IA permite recriar vozes de pilotos mortos em gravações de voo e gera polêmica na NTSB

Uma nova aplicação da inteligência artificial (IA) está causando preocupação entre órgãos reguladores de transporte aéreo nos Estados Unidos. A National Transportation Safety Board (NTSB), agência responsável por investigar acidentes de aviação, precisou suspender temporariamente o acesso público ao seu sistema de documentos após descobrir que vozes de pilotos mortos em um acidente aéreo foram recriadas por meio de IA e começaram a circular na internet.
Como a voz foi recriada a partir de imagens espectrogramas
O caso envolve o voo UPS 2976, que sofreu um acidente em Louisville, Kentucky, no ano passado. Embora a legislação federal proíba a divulgação das gravações originais das caixas-pretas (cockpit voice recorders) no sistema público da NTSB, o dossiê do acidente continha um arquivo no formato de espectrograma da gravação da voz no cockpit.

Um espectrograma é uma representação visual do som, que transforma sinais de áudio — incluindo frequências altas e baixas — em uma imagem, utilizando processos matemáticos. O popular YouTuber Scott Manley, conhecido por abordar física, astronomia e jogos, destacou na rede social X (antigo Twitter) que seria possível reconstruir o áudio original a partir dos dados contidos nessa imagem.

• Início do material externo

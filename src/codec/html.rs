//! Reads wiki markup: move tables, follow-up row tables and page metadata.
use once_cell::sync::Lazy;
use regex::Regex;
use scraper::{ElementRef, Html, Selector};

use crate::{
    codec::{
        diagnostic::BuildDiagnostic,
        notes::{ClassifiedNotes, NoteClassifier},
        table::{
            colspan, element_text, extract_table, normalize_text, own_rows, row_cells, selector,
        },
        variants::DraftMove,
    },
    config::ExtractSettings,
    error::MovedexError,
    model::Row,
};

static BIG: Lazy<Selector> = Lazy::new(|| selector("big"));
static SMALL: Lazy<Selector> = Lazy::new(|| selector("small"));
static TH: Lazy<Selector> = Lazy::new(|| selector("th"));
static TABLE: Lazy<Selector> = Lazy::new(|| selector("table"));
static IMG: Lazy<Selector> = Lazy::new(|| selector("img"));
static LI: Lazy<Selector> = Lazy::new(|| selector("li"));
static ROW_NAME: Lazy<Selector> = Lazy::new(|| selector("big, b, strong"));
static FIRST_HEADING: Lazy<Selector> = Lazy::new(|| selector("h1#firstHeading, h1"));
static TITLE: Lazy<Selector> = Lazy::new(|| selector("title"));

/// Text of `cell` without its `<ul>`/`<ol>` lists, whose items are read one by one.
fn text_outside_lists(cell: ElementRef<'_>) -> String {
    let mut out = String::new();
    for child in cell.children() {
        match ElementRef::wrap(child) {
            Some(el) if matches!(el.value().name(), "ul" | "ol") => {}
            Some(el) => {
                out.push(' ');
                out.push_str(&element_text(el));
            }
            None => {
                if let Some(text) = child.value().as_text() {
                    out.push_str(text);
                }
            }
        }
    }
    normalize_text(&out)
}

static INPUT_IN_TEXT: Lazy<Regex> =
    Lazy::new(|| Regex::new(r"(\d+\*?~\d+[ABC])").expect("static regex parses"));

/// What a top-level table on a character page is.
#[derive(Debug, Clone, PartialEq, Eq)]
pub enum TableShape {
    /// Announces that the following table(s) are follow-ups; `title` may name the parent.
    FollowUpHeader { title: String },
    /// A single move: name in `<big>`, input in `<small>`, a nested frame-data table.
    Move,
    /// One follow-up per data row under a header row of column names.
    FollowUpRows,
    Unknown,
}

fn is_inside(el: ElementRef<'_>, container: Option<ElementRef<'_>>) -> bool {
    match container {
        Some(container) => el.ancestors().any(|a| a.id() == container.id()),
        None => false,
    }
}

/// Markup reader bound to one set of extraction settings.
#[derive(Debug, Clone)]
pub struct MarkupReader<'s> {
    settings: &'s ExtractSettings,
    classifier: NoteClassifier,
}

impl<'s> MarkupReader<'s> {
    pub fn new(settings: &'s ExtractSettings) -> Result<MarkupReader<'s>, MovedexError> {
        Ok(MarkupReader {
            settings,
            classifier: NoteClassifier::new(&settings.version_labels)?,
        })
    }

    pub fn settings(&self) -> &ExtractSettings {
        self.settings
    }

    pub fn classifier(&self) -> &NoteClassifier {
        &self.classifier
    }

    /// Resolve an `src`/`href` against the configured base URL.
    pub fn absolute_url(&self, src: &str) -> String {
        let src = src.trim();
        let base = self.settings.base_url.trim_end_matches('/');
        if src.starts_with("http://") || src.starts_with("https://") {
            src.to_string()
        } else if let Some(rest) = src.strip_prefix("//") {
            format!("https://{rest}")
        } else if src.starts_with('/') {
            format!("{base}{src}")
        } else {
            format!("{base}/{src}")
        }
    }

    pub fn classify(&self, table: ElementRef<'_>) -> TableShape {
        let rows = own_rows(table);
        if let Some(first) = rows.first() {
            let cells = row_cells(*first);
            let header_row = cells.len() >= 2 && cells.iter().all(|c| c.value().name() == "th");
            let has_data = rows
                .iter()
                .skip(1)
                .any(|r| row_cells(*r).iter().any(|c| c.value().name() == "td"));
            if header_row && has_data {
                return TableShape::FollowUpRows;
            }
        }
        match table.select(&BIG).next().map(element_text) {
            Some(title) if title.contains(&self.settings.follow_up_header) => {
                TableShape::FollowUpHeader { title }
            }
            Some(_) => TableShape::Move,
            None => TableShape::Unknown,
        }
    }

    /// Whether a heading announces follow-ups rather than starting a section.
    pub fn is_follow_up_heading(&self, text: &str) -> bool {
        let marker = self.settings.follow_up_heading.to_lowercase();
        !marker.is_empty() && text.to_lowercase().contains(&marker)
    }

    pub fn read_move_table(&self, table: ElementRef<'_>) -> Result<DraftMove, BuildDiagnostic> {
        let name = table
            .select(&BIG)
            .next()
            .map(element_text)
            .unwrap_or_default();
        if name.is_empty() {
            return Err(BuildDiagnostic::malformed(
                "move table",
                "no move name in <big>",
            ));
        }

        let header = table.select(&TH).next();
        let input = header
            .and_then(|th| th.select(&SMALL).last())
            .map(element_text)
            .filter(|i| !i.is_empty())
            .or_else(|| {
                let text = header.map(element_text)?;
                if !text.contains('~') {
                    return None;
                }
                INPUT_IN_TEXT
                    .captures(&text)
                    .and_then(|caps| caps.get(1))
                    .map(|m| m.as_str().to_string())
            });

        let mut images = table
            .select(&IMG)
            .filter_map(|img| img.value().attr("src"))
            .map(|src| self.absolute_url(src));
        let image = images.next();
        let additional_images = images.collect();

        let data_table = table.select(&TABLE).next();
        let extracted = data_table
            .map(|t| extract_table(t, self.settings.note_colspan))
            .unwrap_or_default();
        let list_notes: Vec<String> = table
            .select(&LI)
            .filter(|li| !is_inside(*li, data_table))
            .map(element_text)
            .collect();

        let notes = self
            .classifier
            .classify(extracted.notes.iter().chain(list_notes.iter()));
        Ok(DraftMove {
            name,
            input,
            image,
            additional_images,
            rows: extracted.rows,
            notes,
            ..Default::default()
        })
    }

    /// Notes from a `<ul>` found next to a move table.
    pub fn read_list_notes(&self, list: ElementRef<'_>) -> ClassifiedNotes {
        self.classifier
            .classify(list.select(&LI).map(element_text))
    }

    fn is_note_row(&self, cells: &[ElementRef<'_>]) -> bool {
        cells.len() == 1 || cells.iter().any(|c| colspan(*c) >= self.settings.note_colspan)
    }

    /// One follow-up per data row. A row directly below a data row whose cell spans columns
    /// carries that follow-up's notes.
    pub fn read_follow_up_rows(
        &self,
        table: ElementRef<'_>,
        diagnostics: &mut Vec<BuildDiagnostic>,
    ) -> Vec<DraftMove> {
        let rows = own_rows(table);
        let Some((header_row, body)) = rows.split_first() else {
            return Vec::new();
        };
        let headers: Vec<String> = row_cells(*header_row)
            .into_iter()
            .map(element_text)
            .collect();

        let mut drafts = Vec::new();
        for (idx, row) in body.iter().enumerate() {
            let cells: Vec<ElementRef<'_>> = row_cells(*row)
                .into_iter()
                .filter(|c| c.value().name() == "td")
                .collect();
            if cells.is_empty() || self.is_note_row(&cells) {
                continue;
            }

            let name_cell = cells[0];
            let name = name_cell
                .select(&ROW_NAME)
                .next()
                .map(element_text)
                .filter(|n| !n.is_empty())
                .or_else(|| {
                    name_cell
                        .children()
                        .filter_map(|n| n.value().as_text().map(|t| t.trim().to_string()))
                        .find(|t| !t.is_empty())
                })
                .unwrap_or_default();
            if name.is_empty() {
                diagnostics.push(BuildDiagnostic::malformed(
                    "follow-up row",
                    format!("row {} has no name", idx + 1),
                ));
                continue;
            }

            let input = name_cell
                .select(&SMALL)
                .next()
                .map(element_text)
                .filter(|i| !i.is_empty());
            let image = name_cell
                .select(&IMG)
                .next()
                .and_then(|img| img.value().attr("src"))
                .map(|src| self.absolute_url(src));

            let mut data = Row::new();
            for (cell_idx, cell) in cells.iter().enumerate().skip(1) {
                let Some(header) = headers.get(cell_idx).filter(|h| !h.is_empty()) else {
                    continue;
                };
                let text = element_text(*cell);
                if !text.is_empty() {
                    data.insert(header.clone(), text);
                }
            }

            let mut raw_notes = Vec::new();
            if let Some(next) = body.get(idx + 1) {
                let next_cells = row_cells(*next);
                if let Some(note_cell) = next_cells
                    .iter()
                    .find(|c| c.value().name() == "td" && c.value().attr("colspan").is_some())
                {
                    raw_notes.push(text_outside_lists(*note_cell));
                    raw_notes.extend(note_cell.select(&LI).map(element_text));
                }
            }

            drafts.push(DraftMove {
                name,
                input,
                image,
                rows: vec![data],
                notes: self.classifier.classify(raw_notes),
                ..Default::default()
            });
        }
        drafts
    }

    /// Page title with the configured prefix removed.
    pub fn page_title(&self, doc: &Html) -> Option<String> {
        let raw = doc
            .select(&FIRST_HEADING)
            .next()
            .map(element_text)
            .filter(|t| !t.is_empty())
            .or_else(|| {
                let title = doc.select(&TITLE).next().map(element_text)?;
                title.split(" - ").next().map(|t| t.trim().to_string())
            })?;
        let name = raw
            .strip_prefix(&self.settings.title_prefix)
            .unwrap_or(&raw)
            .trim()
            .to_string();
        (!name.is_empty()).then_some(name)
    }

    /// The character select icon, identified by its alt text or file name.
    pub fn character_icon(&self, doc: &Html) -> Option<String> {
        let marker = &self.settings.icon_alt_marker;
        if marker.is_empty() {
            return None;
        }
        doc.select(&IMG)
            .find(|img| {
                let el = img.value();
                el.attr("alt").is_some_and(|alt| alt.contains(marker.as_str()))
                    || el.attr("src").is_some_and(|src| src.contains(marker.as_str()))
            })
            .and_then(|img| img.value().attr("src"))
            .map(|src| self.absolute_url(src))
    }
}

Utilizando essa técnica, pessoas conseguiram recriar o áudio aproximado da gravação da voz dos pilotos envolvidos no acidente, combinando o espectrograma com transcrições públicas disponíveis. Ferramentas de IA, como Codex, foram empregadas para essa reconstrução, o que gerou ampla repercussão.

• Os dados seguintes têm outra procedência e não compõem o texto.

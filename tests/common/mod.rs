//! Shared test utilities for integration tests.
//!
//! Import from integration test files as:
//! ```ignore
//! mod common;
//! ```

use movedex_core::{
    codec::{BatchSummary, DirPageSource, ExtractionJob},
    config::ExtractSettings,
};
use std::path::{Path, PathBuf};

/// Initialize tracing for tests, respecting RUST_LOG env var.
///
/// Safe to call multiple times; subsequent calls are no-ops.
#[allow(dead_code)]
pub fn init_logging() {
    tracing_subscriber::fmt()
        .with_env_filter(tracing_subscriber::EnvFilter::from_default_env())
        .with_test_writer()
        .try_init()
        .ok();
}

/// The saved wiki pages under `tests/pages`.
#[allow(dead_code)]
pub fn pages_dir() -> PathBuf {
    PathBuf::from(env!("CARGO_MANIFEST_DIR")).join("tests").join("pages")
}

/// Bundled defaults with no pause between pages and a threshold the `Tiny` page falls under.
#[allow(dead_code)]
pub fn extract_settings() -> ExtractSettings {
    ExtractSettings {
        min_record_bytes: 1000,
        request_delay_ms: 0,
        ..Default::default()
    }
}

/// Run the batch job over the fixture pages into `out`.
#[allow(dead_code)]
pub async fn extract_fixtures(out: &Path) -> BatchSummary {
    let settings = extract_settings();
    ExtractionJob::new(DirPageSource::new(pages_dir()), &settings, out)
        .run()
        .await
        .expect("batch job runs")
}

/// Write one record of each legacy shape, a duplicate of an extracted character, and a file that
/// is not a record at all.
#[allow(dead_code)]
pub fn write_legacy_records(dir: &Path) {
    std::fs::create_dir_all(dir).unwrap();
    let options = r#"{
        "character": "Nayuki Minase (asleep)",
        "icon": "https://wiki.gbl.gg/images/Nayuki_CSS.png",
        "moveLists": {"options": [{
            "id": 7,
            "name": "Sleepy",
            "sections": [{"name": "Specials", "moves": [
                {
                    "name": "Zzz~",
                    "input": "214*",
                    "data": [{"Damage": 1000, "Startup": "20"}],
                    "notes": ["Falls asleep."],
                    "followUps": [null, {"name": "Zzz~ Wake", "input": "214*~A", "data": [{"Damage": "200"}]}]
                },
                {"name": "Nayu-chan Kick", "input": "623*", "data": [{"Damage": "800"}]},
                {"name": "Nayu Leap", "input": "623D", "data": [{"Damage": "0"}]},
                null
            ]}]
        }]}
    }"#;
    let sections = r#"{
        "name": "Kaori Misaka",
        "sections": [{"name": "Specials", "moves": [
            {
                "moveName": "Spin Kick",
                "input": "214A",
                "data": [{"Damage": "650", "Guard": "Mid"}],
                "versionNotes": {"B": ["Crosses up."]}
            }
        ]}]
    }"#;
    let duplicate = r#"{
        "character": "Akane",
        "sections": [{"name": "Old", "moves": [{"moveName": "Old Jab", "input": "5A"}]}]
    }"#;
    std::fs::write(dir.join("Nayuki_Minase_(asleep).json"), options).unwrap();
    std::fs::write(dir.join("Kaori_Misaka.json"), sections).unwrap();
    std::fs::write(dir.join("Akane.json"), duplicate).unwrap();
    std::fs::write(dir.join("broken.json"), "{ not json").unwrap();
    std::fs::write(dir.join("README.txt"), "not a record").unwrap();
}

Reação da NTSB e impacto na transparência das investigações
Diante da situação, a NTSB bloqueou temporariamente o acesso ao seu sistema público de dossiês para evitar a disseminação dessas gravações reconstruídas. Apesar de o sistema ter sido reaberto na sexta-feira seguinte, 42 investigações permanecem fechadas para revisão, incluindo a do voo UPS 2976.
O episódio levanta questões importantes sobre o uso da inteligência artificial para recriar dados sensíveis e sigilosos, e os desafios que isso traz para órgãos reguladores que precisam equilibrar transparência pública e proteção de informações confidenciais.

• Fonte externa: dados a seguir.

//! Finds character page slugs on the game's index page.
use once_cell::sync::Lazy;
use regex::Regex;
use scraper::{ElementRef, Html, Selector};

use crate::{
    codec::table::{element_text, selector},
    config::ExtractSettings,
};

static HEADINGS: Lazy<Selector> = Lazy::new(|| selector("h2, h3"));
static LINKS: Lazy<Selector> = Lazy::new(|| selector("a[href]"));
static CHARACTERS_HEADING: Lazy<Regex> =
    Lazy::new(|| Regex::new(r"(?i)characters").expect("static regex parses"));
static NOT_A_CHARACTER: Lazy<Regex> = Lazy::new(|| {
    Regex::new(r"(?i)game_mechanics|system|eternal_fighter_zero").expect("static regex parses")
});

fn slug_of(href: &str, settings: &ExtractSettings) -> Option<String> {
    let prefix = &settings.character_link_prefix;
    let base = settings.base_url.trim_end_matches('/');
    let path = href
        .strip_prefix(base)
        .filter(|rest| rest.starts_with('/'))
        .unwrap_or(href);
    if !path.starts_with(prefix.as_str()) || path.contains('#') {
        return None;
    }
    path.rsplit('/')
        .next()
        .filter(|slug| !slug.is_empty())
        .map(str::to_string)
}

fn collect_slugs<'a, I>(links: I, settings: &ExtractSettings, filter_pages: bool) -> Vec<String>
where
    I: Iterator<Item = ElementRef<'a>>,
{
    let mut slugs: Vec<String> = Vec::new();
    for link in links {
        let Some(slug) = link
            .value()
            .attr("href")
            .and_then(|href| slug_of(href, settings))
        else {
            continue;
        };
        if filter_pages && NOT_A_CHARACTER.is_match(&slug) {
            continue;
        }
        if !slugs.contains(&slug) {
            slugs.push(slug);
        }
    }
    slugs
}

/// Character slugs, in page order and without duplicates. Links in the element right after the
/// first "Characters" heading are preferred; if that yields nothing, every character-prefixed
/// link on the page that is not a known non-character page is used.
pub fn discover_characters(html: &str, settings: &ExtractSettings) -> Vec<String> {
    let doc = Html::parse_document(html);
    let section = doc
        .select(&HEADINGS)
        .find(|h| CHARACTERS_HEADING.is_match(&element_text(*h)))
        .and_then(|heading| heading.next_siblings().find_map(ElementRef::wrap));
    if let Some(section) = section {
        let slugs = collect_slugs(section.select(&LINKS), settings, false);
        if !slugs.is_empty() {
            tracing::debug!("found {} characters under the characters heading", slugs.len());
            return slugs;
        }
    }
    let slugs = collect_slugs(doc.select(&LINKS), settings, true);
    tracing::debug!("found {} characters by scanning all links", slugs.len());
    slugs
}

Implicações práticas e futuras medidas
- O uso de IA para decodificar espectrogramas pode permitir a reconstrução de áudios que deveriam permanecer inacessíveis, afetando a privacidade e a segurança.
- Agências reguladoras como a NTSB precisam revisar seus protocolos de divulgação de dados para evitar que informações sensíveis sejam exploradas por tecnologias emergentes.
- Esse caso destaca a necessidade de atualização das legislações e políticas públicas para acompanhar o avanço das ferramentas de inteligência artificial.